Voici que le soir tombe, avec l'orage. Et le soleil passionné descend, comme un blessé se traîne avec lenteur sur la colline: il descend sur la mer, avec un sourire, tout en sang. Et tout à l'heure, le divin Héros sera couché sur le lit qu'il préfère.

Voici que le soir tombe. Les jeunes filles de l'Ouest viennent sur la prairie; et viennent aussi les jeunes femmes de la douce terre. Elles sont deux chœurs qui se rencontrent dans l'herbe fleurie et l'odeur du blé noir, qui sont le miel et la vanille.

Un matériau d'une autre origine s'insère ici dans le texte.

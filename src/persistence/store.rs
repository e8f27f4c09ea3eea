//! Opaque key-value blob stores

use std::collections::HashMap;
use std::fs;
use std::io::ErrorKind;
use std::path::PathBuf;
use std::sync::Mutex;

use super::PersistError;

/// Named string blobs
pub trait KeyValueStore: Send + Sync {
    /// `None` when nothing was ever written under `key`
    fn read(&self, key: &str) -> Result<Option<String>, PersistError>;
    fn write(&self, key: &str, value: &str) -> Result<(), PersistError>;
}

/// One `<key>.json` file per key in a directory
pub struct FileStore {
    dir: PathBuf,
}

impl FileStore {
    pub fn new(dir: impl Into<PathBuf>) -> Self {
        Self { dir: dir.into() }
    }

    fn path(&self, key: &str) -> PathBuf {
        self.dir.join(format!("{key}.json"))
    }
}

impl KeyValueStore for FileStore {
    fn read(&self, key: &str) -> Result<Option<String>, PersistError> {
        match fs::read_to_string(self.path(key)) {
            Ok(text) => Ok(Some(text)),
            Err(e) if e.kind() == ErrorKind::NotFound => Ok(None),
            Err(e) => Err(e.into()),
        }
    }

    fn write(&self, key: &str, value: &str) -> Result<(), PersistError> {
        fs::create_dir_all(&self.dir)?;
        // Write then rename so a crash never leaves a half-written blob
        let tmp = self.dir.join(format!("{key}.json.tmp"));
        fs::write(&tmp, value)?;
        fs::rename(&tmp, self.path(key))?;
        Ok(())
    }
}

/// In-memory store
#[derive(Default)]
pub struct MemoryStore {
    blobs: Mutex<HashMap<String, String>>,
}

impl MemoryStore {
    pub fn new() -> Self {
        Self::default()
    }
}

impl KeyValueStore for MemoryStore {
    fn read(&self, key: &str) -> Result<Option<String>, PersistError> {
        let blobs = self.blobs.lock().unwrap_or_else(std::sync::PoisonError::into_inner);
        Ok(blobs.get(key).cloned())
    }

    fn write(&self, key: &str, value: &str) -> Result<(), PersistError> {
        let mut blobs = self.blobs.lock().unwrap_or_else(std::sync::PoisonError::into_inner);
        blobs.insert(key.to_string(), value.to_string());
        Ok(())
    }
}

Elles s'avancent les unes vers les autres, les vierges et celles qui le furent, les nids à baisers et celles qui voudraient l'avoir été. Elles désireraient de danser: mais ni les amants, ni les fiancés ne sont plus là. Est-ce qu'ils sont tous morts? Ils sont tous partis pour l'œuvre dure et pour la guerre. Elles ne pourront plus fouler le raisin de la joie dans la danse. Et elles ne veulent pas danser aux bras l'une de l'autre. Il ne leur reste qu'à lancer leur âme dans le chant.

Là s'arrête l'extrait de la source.